I guess the answer to JPL (NASA) managing expectations is to manage expectations on our own, huh? [*Pictures of zero-sum games starts to spin in front of eyes.*]
#2 - Torbjörn Larsson, OM - 07/30/2010 - 16:45
There is a larger crowd that might cry, "Failure"
Spirit's knowledgeable fans don't need our hands held while we wait for Spirit to wake. But there is a larger crowd of Monday-morning quarterbacks who would delight in pouncing on JPL and NASA if a more optimistic tone were struck, and Spirit continued to sleep. I don't blame JPL for wanting to avoid the gotcha-style questions that might follow; news reporting is far more adversarial than it once was. It wouldn't be fair, but that doesn't make it any more pleasant.
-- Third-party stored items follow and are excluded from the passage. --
use std::path::PathBuf;
use std::sync::atomic::{AtomicUsize, Ordering};

use chrono::{NaiveDate, TimeDelta, Utc};
use clap::Parser;
use healthhive_core::sync::{SyncResult, VisitSyncApi};
use healthhive_core::{
    BulkSyncResponse, ClientConfig, PendingVisitRecord, SaveOutcome, SyncError, SyncSummary,
    VisitPayload, VisitType,
};
use pretty_assertions::assert_eq;
use serde_json::{json, Value};
use tempfile::{tempdir, TempDir};

use crate::cli::{Cli, Commands, CompletionShell, ConfigCommands, QueueCommands};
use crate::commands::common::{format_pending_lines, format_relative_time, open_queue, Context};
use crate::commands::completions::render_completions;
use crate::commands::config::{apply_init_values, run_config_init};
use crate::commands::queue::{parse_visit_payload, run_queue_add};
use crate::commands::record::{
    build_visit, parse_age, parse_medication, save_recorded_visit,
};
use crate::commands::status::format_status_lines;
use crate::commands::sync::drain_queue;
use crate::error::CliError;

fn temp_db() -> (TempDir, PathBuf) {
    let dir = tempdir().unwrap();
    let path = dir.path().join("healthhive.db");
    (dir, path)
}

fn record_args(extra: &[&str]) -> crate::cli::RecordArgs {
    let mut argv = vec!["healthhive", "record", "--patient-id", "JAG-000123"];
    argv.extend_from_slice(extra);
    match Cli::try_parse_from(argv).unwrap().command {
        Commands::Record(args) => args,
        _ => panic!("expected record command"),
    }
}

struct StubApi {
    response: Option<BulkSyncResponse>,
    calls: AtomicUsize,
}

impl StubApi {
    fn answering(response: BulkSyncResponse) -> Self {
        Self {
            response: Some(response),
            calls: AtomicUsize::new(0),
        }
    }

    fn unreachable() -> Self {
        Self {
            response: None,
            calls: AtomicUsize::new(0),
        }
    }
}

impl VisitSyncApi for StubApi {
    async fn record_visit(&self, _visit: &VisitPayload) -> SyncResult<Value> {
        Err(SyncError::Network("unreachable".to_string()))
    }

    async fn bulk_sync_visits(
        &self,
        _visits: &[PendingVisitRecord],
    ) -> SyncResult<BulkSyncResponse> {
        self.calls.fetch_add(1, Ordering::SeqCst);
        self.response
            .clone()
            .ok_or_else(|| SyncError::Network("unreachable".to_string()))
    }
}

#[test]
fn record_args_build_visit_with_derived_fields() {
    let args = record_args(&[
        "--visit-type",
        "follow-up",
        "--weight",
        "81",
        "--height",
        "160",
        "--systolic",
        "150",
        "--diastolic",
        "95",
        "--medication",
        "Amlodipine:5mg",
        "--medications-provided",
        "y",
    ]);

    let visit = build_visit(args).unwrap();

    assert_eq!(visit.patient_id, "JAG-000123");
    assert_eq!(visit.visit_type, VisitType::FollowUp);
    assert_eq!(visit.vitals.bmi, Some(31.6));
    assert!(visit.flagged_for_follow_up);
    assert_eq!(visit.current_medications.len(), 1);
    assert_eq!(visit.current_medications[0].name, "Amlodipine");
    assert_eq!(visit.current_medications[0].dosage, "5mg");
    assert_eq!(visit.medications_provided, Some(true));
    assert_eq!(visit.medications_taken_regularly, None);
}

#[test]
fn record_rejects_invalid_yes_no_flag() {
    let result = Cli::try_parse_from([
        "healthhive",
        "record",
        "--patient-id",
        "JAG-1",
        "--taken-regularly",
        "sometimes",
    ]);
    assert!(result.is_err());
}

#[test]
fn record_dob_gives_age() {
    let args = record_args(&["--dob", "19/10/1980"]);
    let today = NaiveDate::from_ymd_opt(2026, 10, 18).unwrap();

    assert_eq!(parse_age(args.dob.as_deref().unwrap(), today).unwrap(), 45);
    assert!(matches!(
        parse_age("1980-10-19", today),
        Err(CliError::InvalidDateOfBirth(_))
    ));
}

#[tokio::test(flavor = "multi_thread")]
async fn offline_record_queues_without_valid_api_url() {
    let (_dir, db_path) = temp_db();
    let config = ClientConfig {
        api_base_url: "not a url".to_string(),
        ..ClientConfig::default()
    };
    let context = Context::from_config(config, Some(db_path.clone()), true);
    assert!(context.api_client().is_err());

    let queue = open_queue(&db_path).await.unwrap();
    let visit = build_visit(record_args(&[])).unwrap();
    let outcome = save_recorded_visit(visit, &queue, &context).await.unwrap();

    assert!(matches!(outcome, SaveOutcome::Queued { pending: 1 }));
    assert_eq!(queue.load().await[0].visit.patient_id, "JAG-000123");
}

#[test]
fn record_rejects_blank_patient_id() {
    let mut args = record_args(&[]);
    args.patient_id = "   ".to_string();
    assert!(matches!(build_visit(args), Err(CliError::EmptyPatientId)));
}

#[test]
fn parse_medication_requires_name_and_dosage() {
    let medication = parse_medication(" Metformin : 500mg ").unwrap();
    assert_eq!(medication.name, "Metformin");
    assert_eq!(medication.dosage, "500mg");
    assert_eq!(medication.quantity, 30);

    assert!(parse_medication("Metformin").is_err());
    assert!(parse_medication(":500mg").is_err());
}

#[test]
fn global_flags_parse_after_subcommand() {
    let cli = Cli::try_parse_from(["healthhive", "status", "--json", "--offline"]).unwrap();
    assert!(cli.offline);
    assert!(matches!(cli.command, Commands::Status { json: true }));

    let cli = Cli::try_parse_from(["healthhive", "queue", "list", "--db-path", "/tmp/x.db"]).unwrap();
    assert_eq!(cli.db_path, Some(PathBuf::from("/tmp/x.db")));
    assert!(matches!(
        cli.command,
        Commands::Queue {
            command: QueueCommands::List { json: false }
        }
    ));
}

#[test]
fn config_show_parses() {
    let cli = Cli::try_parse_from(["healthhive", "config", "show", "--json"]).unwrap();
    assert!(matches!(
        cli.command,
        Commands::Config {
            command: ConfigCommands::Show { json: true }
        }
    ));
}

#[test]
fn parse_visit_payload_keeps_unknown_fields() {
    let visit = parse_visit_payload(
        r#"{"patient_id": "JAG-7", "visit_type": "screening", "vitals": {"weight": 50, "height": 160}, "barangay": "San Isidro"}"#,
    )
    .unwrap();

    assert_eq!(visit.patient_id, "JAG-7");
    assert_eq!(visit.vitals.bmi, Some(19.5));
    assert_eq!(visit.extra.get("barangay"), Some(&json!("San Isidro")));
}

#[test]
fn parse_visit_payload_rejects_bad_input() {
    assert!(matches!(
        parse_visit_payload("[1, 2]"),
        Err(CliError::InvalidPayload(_))
    ));
    assert!(matches!(
        parse_visit_payload(r#"{"patient_id": " ", "visit_type": "screening"}"#),
        Err(CliError::EmptyPatientId)
    ));
}

#[test]
fn format_relative_time_units() {
    let now = 10_000_000_000;
    assert_eq!(format_relative_time(now - 30_000, now), "just now");
    assert_eq!(format_relative_time(now - 5 * 60_000, now), "5m ago");
    assert_eq!(format_relative_time(now - 3 * 3_600_000, now), "3h ago");
    assert_eq!(format_relative_time(now - 2 * 86_400_000, now), "2d ago");
    assert_eq!(format_relative_time(now - 14 * 86_400_000, now), "2w ago");
}

#[test]
fn pending_lines_are_numbered_in_order() {
    let mut flagged = VisitPayload::new("JAG-2", VisitType::FollowUp);
    flagged.flagged_for_follow_up = true;
    let records = vec![
        PendingVisitRecord::new(VisitPayload::new("JAG-1", VisitType::Screening)),
        PendingVisitRecord::new(flagged),
    ];

    let lines = format_pending_lines(&records);

    assert_eq!(lines.len(), 2);
    assert!(lines[0].starts_with("  1. "));
    assert!(lines[0].contains("JAG-1"));
    assert!(lines[1].starts_with("  2. "));
    assert!(lines[1].ends_with("follow-up"));
}

#[test]
fn status_lines_prompt_sync_when_pending() {
    let summary = SyncSummary {
        pending: 3,
        quarantined: 0,
        last_synced_at: None,
        overdue: true,
    };
    let lines = format_status_lines(&summary, false);
    assert_eq!(lines[0], "Pending visits: 3");
    assert_eq!(lines[1], "Last sync: never");
    assert!(lines.iter().any(|line| line.contains("healthhive sync")));
}

#[test]
fn status_lines_warn_when_overdue_and_empty() {
    let summary = SyncSummary {
        pending: 0,
        quarantined: 1,
        last_synced_at: Some(Utc::now() - TimeDelta::hours(30)),
        overdue: true,
    };
    let lines = format_status_lines(&summary, true);
    assert!(lines.iter().any(|line| line.contains("set aside: 1")));
    assert!(lines.iter().any(|line| line.starts_with("Mode: offline")));
    assert_eq!(lines.last().unwrap(), "No sync in the last 24 hours.");
}

#[test]
fn context_flags_override_config() {
    let config = ClientConfig {
        db_path: Some(PathBuf::from("/from/config.db")),
        ..ClientConfig::default()
    };

    let context = Context::from_config(config.clone(), None, false);
    assert_eq!(context.db_path, PathBuf::from("/from/config.db"));
    assert!(!context.offline);

    let context = Context::from_config(
        ClientConfig {
            force_offline: true,
            ..config
        },
        Some(PathBuf::from("/from/flag.db")),
        false,
    );
    assert_eq!(context.db_path, PathBuf::from("/from/flag.db"));
    assert!(context.offline);
}

#[test]
fn context_rejects_invalid_api_url() {
    let config = ClientConfig {
        api_base_url: "localhost:8000".to_string(),
        ..ClientConfig::default()
    };
    let context = Context::from_config(config, None, false);
    assert!(context.api_client().is_err());
}

#[test]
fn config_init_merges_into_existing_file() {
    let dir = tempdir().unwrap();
    let path = dir.path().join("config.json");

    run_config_init(
        &path,
        Some("https://api.healthhive.ph/".to_string()),
        Some("token".to_string()),
        None,
    )
    .unwrap();
    run_config_init(&path, None, None, Some(10)).unwrap();

    let config = ClientConfig::load_from_path(&path).unwrap();
    assert_eq!(config.api_base_url, "https://api.healthhive.ph");
    assert_eq!(config.access_token.as_deref(), Some("token"));
    assert_eq!(config.request_timeout_secs, 10);
}

#[test]
fn apply_init_values_ignores_blank_values() {
    let config = apply_init_values(
        ClientConfig::default(),
        Some("  ".to_string()),
        Some(String::new()),
        None,
    );
    assert_eq!(config, ClientConfig::default());
}

#[test]
fn completions_mention_binary_name() {
    for shell in [CompletionShell::Bash, CompletionShell::Zsh, CompletionShell::Fish] {
        let script = String::from_utf8(render_completions(shell)).unwrap();
        assert!(script.contains("healthhive"), "{shell:?} completions");
    }
}

#[tokio::test(flavor = "multi_thread")]
async fn queue_add_persists_across_reopen() {
    let (dir, db_path) = temp_db();
    let payload = dir.path().join("visit.json");
    std::fs::write(&payload, r#"{"patient_id": "JAG-9", "visit_type": "education"}"#).unwrap();

    run_queue_add(Some(&payload), &db_path).await.unwrap();
    run_queue_add(Some(&payload), &db_path).await.unwrap();

    let queue = open_queue(&db_path).await.unwrap();
    assert_eq!(queue.pending_count(), 2);
    let records = queue.load().await;
    assert_eq!(records[0].visit.visit_type, VisitType::Education);
}

#[tokio::test(flavor = "multi_thread")]
async fn queue_add_rejects_empty_file() {
    let (dir, db_path) = temp_db();
    let payload = dir.path().join("empty.json");
    std::fs::write(&payload, "  \n").unwrap();

    let result = run_queue_add(Some(&payload), &db_path).await;
    assert!(matches!(result, Err(CliError::EmptyPayload)));
}

#[tokio::test(flavor = "multi_thread")]
async fn drain_reports_nothing_to_sync() {
    let (_dir, db_path) = temp_db();
    let queue = open_queue(&db_path).await.unwrap();
    let api = StubApi::unreachable();

    let message = drain_queue(&queue, &api).await.unwrap();

    assert_eq!(message, "No pending visits to sync.");
    assert_eq!(api.calls.load(Ordering::SeqCst), 0);
}

#[tokio::test(flavor = "multi_thread")]
async fn drain_clears_on_clean_response() {
    let (_dir, db_path) = temp_db();
    let queue = open_queue(&db_path).await.unwrap();
    queue
        .enqueue(VisitPayload::new("JAG-1", VisitType::Screening))
        .await
        .unwrap();

    let api = StubApi::answering(BulkSyncResponse::default());
    let message = drain_queue(&queue, &api).await.unwrap();

    assert_eq!(message, "Synced 1 visit(s).");
    let reopened = open_queue(&db_path).await.unwrap();
    assert_eq!(reopened.pending_count(), 0);
    assert!(reopened.summary().await.last_synced_at.is_some());
}

#[tokio::test(flavor = "multi_thread")]
async fn drain_distinguishes_review_from_failure() {
    let (_dir, db_path) = temp_db();
    let queue = open_queue(&db_path).await.unwrap();
    queue
        .enqueue(VisitPayload::new("JAG-1", VisitType::Screening))
        .await
        .unwrap();

    let conflicted = StubApi::answering(BulkSyncResponse {
        success: Some(Vec::new()),
        errors: Vec::new(),
        conflicts: vec![json!({ "patient_id": "JAG-1" })],
    });
    let review = drain_queue(&queue, &conflicted).await.unwrap_err();
    assert!(matches!(
        review,
        CliError::SyncNeedsReview {
            pending: 1,
            errors: 0,
            conflicts: 1
        }
    ));

    let failed = drain_queue(&queue, &StubApi::unreachable()).await.unwrap_err();
    assert!(matches!(failed, CliError::SyncFailed { pending: 1, .. }));
    assert_eq!(queue.load().await.len(), 1);
}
#3 - John Thompson - 07/30/2010 - 18:59
Spirit's Already Dead Isn't It!?!
There are many members of the public who still think that Spirit died back on Sol 18 of her mission in 2004. Others think that she continued on but "didn't it get stuck?". Still others don't realise that there are two Rovers! You can have 'expectation management' but you have to ask that when the vast majority of the public either don't know what's happening with the Rovers or worse, don't care, that releases like this are either just ignored or at least, can spread a confusing message. Don't shoot the messenger though, NASA/JPL have to not only manage expectations, but also an ignorant or cynical public/media.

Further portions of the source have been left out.